Il Giudice di Catanzaro ha condannato il datore di lavoro al risarcimento dei danni con funzione dissuasiva e riparatoria, prendendo in considerazione non solo la sofferenza della lavoratrice ma anche l’atteggiamento datoriale che non ha mostrato cenno di ravvedimento nonostante le plurime richieste della lavoratrice stessa. E infine, ovviamente, l’ampiezza del periodo in cui la discriminazione è avvenuta e le dimensioni aziendali. Ha rigettato, infine, la condanna alla pubblicazione della pronuncia su un quotidiano a tiratura nazionale, motivando la decisione, laconicamente, in base alle circostanze del caso concreto. Decisione che mal si concilia con la condanna al risarcimento del danno, a sua volta motivato in base all’atteggiamento continuativo e pervicace dell’azienda.
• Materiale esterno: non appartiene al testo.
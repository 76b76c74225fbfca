/**
 * ============================================================================
 * CREDENTIAL CACHE MODULE
 * ============================================================================
 *
 * PURPOSE: Hold the operator's administrator password for a bounded window
 *
 * RULES:
 * - Memory only; never written to disk, logs, or the event bus
 * - Secret zeroized when the credential is dropped (SecretString)
 * - Each store() bumps a generation so a rejection of an old credential
 *   never clears a newer one
 *
 * ============================================================================
 */

use crate::coordinator::types::PendingAction;
use crate::error::{Result, ServiceError};
use secrecy::SecretString;
use std::sync::atomic::{AtomicU64, Ordering};
use std::sync::{Arc, Mutex};
use std::time::Duration;
use tokio::time::Instant;

/**
 * A live elevated credential
 * Cloning shares the secret; the last clone dropped zeroizes it
 */
#[derive(Clone)]
pub struct Credential {
    secret: Arc<SecretString>,
    acquired_at: Instant,
    ttl: Duration,
    generation: u64,
}

impl Credential {
    pub fn secret(&self) -> &Arc<SecretString> {
        &self.secret
    }

    pub fn generation(&self) -> u64 {
        self.generation
    }

    pub fn is_expired(&self) -> bool {
        self.acquired_at.elapsed() >= self.ttl
    }

    pub fn expires_in(&self) -> Duration {
        self.ttl.saturating_sub(self.acquired_at.elapsed())
    }
}

impl std::fmt::Debug for Credential {
    fn fmt(&self, f: &mut std::fmt::Formatter<'_>) -> std::fmt::Result {
        f.debug_struct("Credential")
            .field("secret", &"[REDACTED]")
            .field("expires_in", &self.expires_in())
            .field("generation", &self.generation)
            .finish()
    }
}

pub struct CredentialCache {
    slot: Mutex<Option<Credential>>,
    default_ttl: Duration,
    generations: AtomicU64,
}

impl CredentialCache {
    pub fn new(default_ttl: Duration) -> Self {
        Self {
            slot: Mutex::new(None),
            default_ttl,
            generations: AtomicU64::new(0),
        }
    }

    /**
     * Live credential, or AuthenticationRequired carrying the action to resume
     * An expired credential is cleared on the way out
     */
    pub fn get_or_prompt(&self, pending: &PendingAction) -> Result<Credential> {
        self.current()
            .ok_or_else(|| ServiceError::AuthenticationRequired(pending.clone()))
    }

    fn current(&self) -> Option<Credential> {
        let mut slot = self.slot.lock().unwrap_or_else(|e| e.into_inner());
        match slot.as_ref() {
            Some(credential) if !credential.is_expired() => Some(credential.clone()),
            Some(credential) => {
                log::info!("Cached credential (generation {}) expired", credential.generation);
                *slot = None;
                None
            }
            None => None,
        }
    }

    /**
     * Replace the cached credential and restart its expiry
     * Returns the new generation
     */
    pub fn store(&self, secret: SecretString, ttl: Option<Duration>) -> u64 {
        let generation = self.generations.fetch_add(1, Ordering::SeqCst) + 1;
        let credential = Credential {
            secret: Arc::new(secret),
            acquired_at: Instant::now(),
            ttl: ttl.unwrap_or(self.default_ttl),
            generation,
        };

        log::info!(
            "Stored administrator credential (generation {}, ttl {}s)",
            generation,
            credential.ttl.as_secs()
        );
        *self.slot.lock().unwrap_or_else(|e| e.into_inner()) = Some(credential);
        generation
    }

    pub fn invalidate(&self) {
        let mut slot = self.slot.lock().unwrap_or_else(|e| e.into_inner());
        if slot.take().is_some() {
            log::info!("Cleared cached credential");
        }
    }

    /**
     * Clear only if the cached credential is still the given generation
     * Returns true when something was cleared
     */
    pub fn invalidate_generation(&self, generation: u64) -> bool {
        let mut slot = self.slot.lock().unwrap_or_else(|e| e.into_inner());
        match slot.as_ref() {
            Some(credential) if credential.generation == generation => {
                *slot = None;
                log::warn!("Invalidated rejected credential (generation {})", generation);
                true
            }
            _ => false,
        }
    }

    pub fn is_valid(&self) -> bool {
        self.current().is_some()
    }

    pub fn expires_in(&self) -> Option<Duration> {
        self.current().map(|c| c.expires_in())
    }
}
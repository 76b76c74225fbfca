/**
 * ============================================================================
 * COORDINATOR TYPES MODULE
 * ============================================================================
 *
 * PURPOSE: Intents, pipeline phases and results of control operations
 *
 * ============================================================================
 */

use crate::status::types::{ServiceState, ServiceStatus};
use chrono::{DateTime, Utc};
use serde::{Deserialize, Serialize};
use std::fmt;
use std::sync::atomic::{AtomicBool, Ordering};
use std::sync::Arc;
use uuid::Uuid;

#[derive(Debug, Clone, Copy, Serialize, Deserialize, PartialEq, Eq, Hash)]
#[serde(rename_all = "lowercase")]
pub enum ControlAction {
    Start,
    Stop,
    Restart,
    Enable,
    Disable,
}

impl ControlAction {
    /**
     * Run state the action should leave the unit in, if it changes one
     */
    pub fn expected_state(&self) -> Option<ServiceState> {
        match self {
            ControlAction::Start | ControlAction::Restart => Some(ServiceState::Running),
            ControlAction::Stop => Some(ServiceState::Stopped),
            ControlAction::Enable | ControlAction::Disable => None,
        }
    }

    /**
     * Boot-enabled flag the action should leave the unit with, if it changes it
     */
    pub fn expected_enabled(&self) -> Option<bool> {
        match self {
            ControlAction::Enable => Some(true),
            ControlAction::Disable => Some(false),
            _ => None,
        }
    }

    /**
     * True when the unit is already where the action would take it
     * Restart always runs
     */
    pub fn is_satisfied_by(&self, status: &ServiceStatus) -> bool {
        match self {
            ControlAction::Start => status.state == ServiceState::Running,
            ControlAction::Stop => status.state == ServiceState::Stopped,
            ControlAction::Restart => false,
            ControlAction::Enable => status.enabled && status.state != ServiceState::Unknown,
            ControlAction::Disable => !status.enabled && status.state != ServiceState::Unknown,
        }
    }

    pub fn past_tense(&self) -> &'static str {
        match self {
            ControlAction::Start => "started",
            ControlAction::Stop => "stopped",
            ControlAction::Restart => "restarted",
            ControlAction::Enable => "enabled",
            ControlAction::Disable => "disabled",
        }
    }
}

impl fmt::Display for ControlAction {
    fn fmt(&self, f: &mut fmt::Formatter<'_>) -> fmt::Result {
        let verb = match self {
            ControlAction::Start => "start",
            ControlAction::Stop => "stop",
            ControlAction::Restart => "restart",
            ControlAction::Enable => "enable",
            ControlAction::Disable => "disable",
        };
        f.write_str(verb)
    }
}

/**
 * Phases of the single-service pipeline, logged as the operation moves
 */
#[derive(Debug, Clone, Copy, PartialEq, Eq)]
pub enum OperationPhase {
    Requested,
    Validating,
    AuthRequired,
    WaitingForCredential,
    Executing,
    Verifying,
    Completed,
    Failed,
}

/**
 * Suspended pipeline waiting for the operator's password
 * `attempts` counts credential rejections already seen for this action
 */
#[derive(Debug, Clone, Serialize, Deserialize, PartialEq)]
pub struct PendingAction {
    pub id: Uuid,
    pub service: String,
    pub action: ControlAction,
    pub attempts: u32,
    pub created_at: DateTime<Utc>,
}

impl PendingAction {
    pub fn new(service: &str, action: ControlAction) -> Self {
        Self {
            id: Uuid::new_v4(),
            service: service.to_string(),
            action,
            attempts: 0,
            created_at: Utc::now(),
        }
    }

    /// Same action context, one rejection further along.
    pub fn retry(&self) -> Self {
        Self {
            id: Uuid::new_v4(),
            attempts: self.attempts + 1,
            created_at: Utc::now(),
            ..self.clone()
        }
    }
}

#[derive(Debug, Clone, Serialize, Deserialize, PartialEq)]
pub struct OperationResult {
    pub service: String,
    pub action: ControlAction,
    pub success: bool,
    // false when the command succeeded but the transition was not observed in time
    pub confirmed: bool,
    pub message: String,
    pub updated_status: Option<ServiceStatus>,
    pub diagnostics: Option<String>,
}

impl OperationResult {
    pub fn failed(service: &str, action: ControlAction, message: impl Into<String>) -> Self {
        Self {
            service: service.to_string(),
            action,
            success: false,
            confirmed: false,
            message: message.into(),
            updated_status: None,
            diagnostics: None,
        }
    }
}

/**
 * Cancellation flag shared by every item of one batch
 */
#[derive(Debug, Clone, Default)]
pub struct BatchCancel(Arc<AtomicBool>);

impl BatchCancel {
    pub fn new() -> Self {
        Self::default()
    }

    pub fn cancel(&self) {
        self.0.store(true, Ordering::SeqCst);
    }

    pub fn is_cancelled(&self) -> bool {
        self.0.load(Ordering::SeqCst)
    }
}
Benché il Tribunale abbia accolto il ricorso, alla luce della ricostruzione dei fatti, pare di poter affermare che la decisione sia stata in parte salomonica, atteso che non pare vi fossero ragioni per limitare a soli tre giorni l’adibizione a turni antimeridiani. Anche l’adibizione a turni esclusivamente antimeridiani non avrebbe mutato l’organizzazione aziendale, che comunque necessitava di una commessa al mattino, né richiesto oneri economici sproporzionati, consentendo, invece, alla lavoratrice di poter completamente assolvere ai propri doveri di assistenza al figlio disabile. Solo così il Tribunale avrebbe rimosso completamente le cause ostative ad un’effettiva situazione di uguaglianza.